_YOUR INSTRUCTIONS_:
Copy every line that contains the string "Option" from the entries below.
*** Opening INPUT MATERIAL ***
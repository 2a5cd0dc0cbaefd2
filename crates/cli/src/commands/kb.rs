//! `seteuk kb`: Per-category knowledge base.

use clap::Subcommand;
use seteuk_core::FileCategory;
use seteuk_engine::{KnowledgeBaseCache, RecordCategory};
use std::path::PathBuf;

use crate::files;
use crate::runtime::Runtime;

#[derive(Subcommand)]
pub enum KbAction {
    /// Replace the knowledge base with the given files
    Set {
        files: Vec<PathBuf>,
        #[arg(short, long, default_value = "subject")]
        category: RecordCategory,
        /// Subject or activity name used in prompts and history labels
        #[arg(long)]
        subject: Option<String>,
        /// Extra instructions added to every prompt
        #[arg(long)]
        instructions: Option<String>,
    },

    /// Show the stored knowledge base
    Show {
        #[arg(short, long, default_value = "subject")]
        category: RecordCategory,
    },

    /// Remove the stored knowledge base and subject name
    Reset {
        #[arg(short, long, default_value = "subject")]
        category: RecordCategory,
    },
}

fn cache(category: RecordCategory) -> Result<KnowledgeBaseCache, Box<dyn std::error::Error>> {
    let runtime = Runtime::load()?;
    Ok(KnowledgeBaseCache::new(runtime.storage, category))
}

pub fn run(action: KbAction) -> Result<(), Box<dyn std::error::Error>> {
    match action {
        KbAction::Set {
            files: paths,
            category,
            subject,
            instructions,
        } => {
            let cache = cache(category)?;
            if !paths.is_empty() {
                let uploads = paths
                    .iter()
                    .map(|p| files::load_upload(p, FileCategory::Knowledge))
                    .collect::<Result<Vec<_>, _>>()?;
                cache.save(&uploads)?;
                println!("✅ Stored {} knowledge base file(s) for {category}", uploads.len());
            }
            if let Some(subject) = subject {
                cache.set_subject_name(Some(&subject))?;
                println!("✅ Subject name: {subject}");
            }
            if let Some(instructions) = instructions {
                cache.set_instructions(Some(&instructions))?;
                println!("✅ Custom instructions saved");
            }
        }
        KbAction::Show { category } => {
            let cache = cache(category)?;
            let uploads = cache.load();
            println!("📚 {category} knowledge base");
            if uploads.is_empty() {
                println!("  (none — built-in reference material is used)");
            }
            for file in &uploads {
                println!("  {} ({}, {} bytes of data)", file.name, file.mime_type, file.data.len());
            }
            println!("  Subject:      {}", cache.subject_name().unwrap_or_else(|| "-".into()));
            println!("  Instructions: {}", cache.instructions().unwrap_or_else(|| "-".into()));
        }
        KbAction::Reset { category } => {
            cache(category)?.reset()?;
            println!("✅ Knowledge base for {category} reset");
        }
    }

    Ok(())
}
*** Closing INPUT MATERIAL ***
_SOLUTION FOR THIS PROBLEM_:
        subject: Option<String>,
        instructions: Option<String>,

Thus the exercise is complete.